- Opening Delimiter -

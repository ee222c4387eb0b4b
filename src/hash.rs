//! Identity hashing for deterministic trait derivation.
//!
//! Every behavioral trait in this crate is a pure function of an opaque
//! entity identifier. The hash is a rolling multiply-and-add over the
//! identifier's UTF-16 code units, folded into a 32-bit signed range and
//! made non-negative. It is cheap and sensitive to every character;
//! cryptographic strength is not required because the output only seeds
//! bucket selection, never security decisions.

/// Hash an entity identifier to a non-negative integer.
///
/// Deterministic across calls and processes. An empty identifier hashes
/// to 0, which is the documented fallback for missing identifiers rather
/// than an error: every catalog table has a defined bucket at roll 0.
pub fn entity_hash(identifier: &str) -> u64 {
    let mut hash: i32 = 0;
    for unit in identifier.encode_utf16() {
        hash = hash
            .wrapping_shl(5)
            .wrapping_sub(hash)
            .wrapping_add(i32::from(unit));
    }
    u64::from(hash.unsigned_abs())
}

/// Hash an identifier salted with a trait name.
///
/// Used by the opt-in decorrelated derivation mode so that independent
/// trait tables draw from independent rolls instead of sharing one hash.
pub fn salted_hash(identifier: &str, salt: &str) -> u64 {
    entity_hash(&format!("{identifier}:{salt}"))
}
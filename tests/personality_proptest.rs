/// Property-based tests for personality derivation using proptest
///
/// These verify the structural guarantees of the derivation scheme —
/// determinism, range containment, symmetry — across arbitrary
/// identifiers rather than hand-picked ones.
use horse_ai::{
    DecisionEngine, GameState, PersonalityEngine, RandomSource, SeededRandom, entity_hash,
};
use proptest::prelude::*;

fn identifier_strategy() -> impl Strategy<Value = String> {
    // UUID-ish identifiers plus short/degenerate ones
    "[A-Za-z0-9-]{0,36}"
}

proptest! {
    #[test]
    fn test_hash_is_pure(id in identifier_strategy()) {
        prop_assert_eq!(entity_hash(&id), entity_hash(&id));
    }

    #[test]
    fn test_profile_derivation_is_deterministic(id in identifier_strategy()) {
        let engine = PersonalityEngine::new();
        prop_assert_eq!(engine.profile(&id), engine.profile(&id));
    }

    #[test]
    fn test_salted_derivation_is_deterministic(id in identifier_strategy()) {
        let engine = PersonalityEngine::new().with_trait_salting();
        prop_assert_eq!(engine.profile(&id), engine.profile(&id));
    }

    #[test]
    fn test_stats_stay_in_declared_bands(id in identifier_strategy()) {
        let engine = PersonalityEngine::new();
        let profile = engine.profile(&id);
        let style = &profile.play_style;
        let stats = &profile.stats;

        prop_assert!(stats.vpip >= style.vpip_range[0] && stats.vpip <= style.vpip_range[1]);
        prop_assert!(stats.pfr >= style.pfr_range[0] && stats.pfr <= style.pfr_range[1]);
        prop_assert!(
            stats.three_bet >= style.three_bet_range[0]
                && stats.three_bet <= style.three_bet_range[1]
        );
        prop_assert!(stats.cbet >= style.cbet_range[0] && stats.cbet <= style.cbet_range[1]);
        prop_assert!(
            stats.aggression >= style.aggression_range[0]
                && stats.aggression <= style.aggression_range[1]
        );
        prop_assert!(stats.wtsd >= 25.0 && stats.wtsd < 40.0);
        prop_assert!(stats.won_at_showdown >= 48.0 && stats.won_at_showdown < 56.0);
    }

    #[test]
    fn test_tilt_factor_bounded(id in identifier_strategy()) {
        let engine = PersonalityEngine::new();
        let tilt = engine.tilt_factor(&id);
        prop_assert!((0.0..=0.8).contains(&tilt));
    }

    #[test]
    fn test_rivalry_is_symmetric(a in identifier_strategy(), b in identifier_strategy()) {
        let engine = PersonalityEngine::new();
        let ab = engine.check_rivalry(&a, &b).map(|r| r.kind);
        let ba = engine.check_rivalry(&b, &a).map(|r| r.kind);
        prop_assert_eq!(ab, ba);
    }

    #[test]
    fn test_friendship_is_symmetric(a in identifier_strategy(), b in identifier_strategy()) {
        let engine = PersonalityEngine::new();
        prop_assert_eq!(engine.are_friends(&a, &b), engine.are_friends(&b, &a));
    }

    #[test]
    fn test_sleep_partitions_the_day(id in identifier_strategy()) {
        let engine = PersonalityEngine::new();
        let pattern = engine.sleep_pattern(&id).clone();
        for hour in 0..24 {
            let sleeping = engine.is_sleeping(&id, hour);
            prop_assert_eq!(sleeping, pattern.covers(hour));
            let expected = if sleeping { 0.0 } else { 1.0 };
            prop_assert_eq!(engine.sleep_activity_mod(&id, hour), expected);
        }
        // Every pattern sleeps some hours and wakes for others
        let asleep = (0..24).filter(|h| pattern.covers(*h)).count();
        prop_assert!(asleep > 0 && asleep < 24);
    }

    #[test]
    fn test_decisions_are_well_formed(
        id in identifier_strategy(),
        hand_strength in 0.0f64..=1.0,
        pot_size in 0.0f64..500.0,
        to_call in 0.0f64..100.0,
        seed in any::<u64>(),
    ) {
        let personalities = PersonalityEngine::new();
        let profile = personalities.profile(&id);
        let engine = DecisionEngine::new();
        let state = GameState {
            hand_strength,
            pot_size,
            to_call,
            ..GameState::default()
        };
        let mut rng = SeededRandom::new(seed);
        let decision = engine.decide(&profile, &state, &mut rng);

        prop_assert!(decision.sizing >= 0.0);
        let cents = decision.sizing * 100.0;
        prop_assert!((cents - cents.round()).abs() < 1e-6);
        prop_assert_eq!(decision.confidence, profile.skill_tier.decision_accuracy);
        prop_assert!(!decision.reasoning.is_empty());
    }

    #[test]
    fn test_noise_cannot_escape_unit_interval(
        id in identifier_strategy(),
        seed in any::<u64>(),
    ) {
        // Extreme strengths with the noisiest tier still produce legal
        // branches; exercised by running the full decision repeatedly.
        let personalities = PersonalityEngine::new();
        let profile = personalities.profile(&id);
        let engine = DecisionEngine::new();
        let mut rng = SeededRandom::new(seed);
        for strength in [0.0, 1.0] {
            let state = GameState {
                hand_strength: strength,
                pot_size: 100.0,
                to_call: 10.0,
                ..GameState::default()
            };
            let _ = engine.decide(&profile, &state, &mut rng);
        }
    }
}

#[test]
fn test_rolls_drawn_match_documented_order() {
    // A raw count check on top of the proptest surface: the decision
    // draws one noise roll plus at most two branch rolls.
    struct CountingSource {
        inner: SeededRandom,
        draws: usize,
    }
    impl RandomSource for CountingSource {
        fn roll(&mut self) -> f64 {
            self.draws += 1;
            self.inner.roll()
        }
    }

    let personalities = PersonalityEngine::new();
    let profile = personalities.profile("draw-count-horse");
    let engine = DecisionEngine::new();
    let state = GameState {
        hand_strength: 0.5,
        pot_size: 100.0,
        to_call: 10.0,
        ..GameState::default()
    };

    let mut rng = CountingSource {
        inner: SeededRandom::new(41),
        draws: 0,
    };
    for i in 1..=200 {
        engine.decide(&profile, &state, &mut rng);
        assert!(rng.draws <= i * 3, "decision drew too many rolls");
    }
}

- Closing Delimiter -

Problem requirements:
Emit, unaltered, the lines from the top of the listing down through the line that holds "of an opaque"; emit nothing else.

Response to this exercise:
repository ee222c4387eb0b4b
filename src/hash.rs
//! Identity hashing for deterministic trait derivation.
//!
//! Every behavioral trait in this crate is a pure function of an opaque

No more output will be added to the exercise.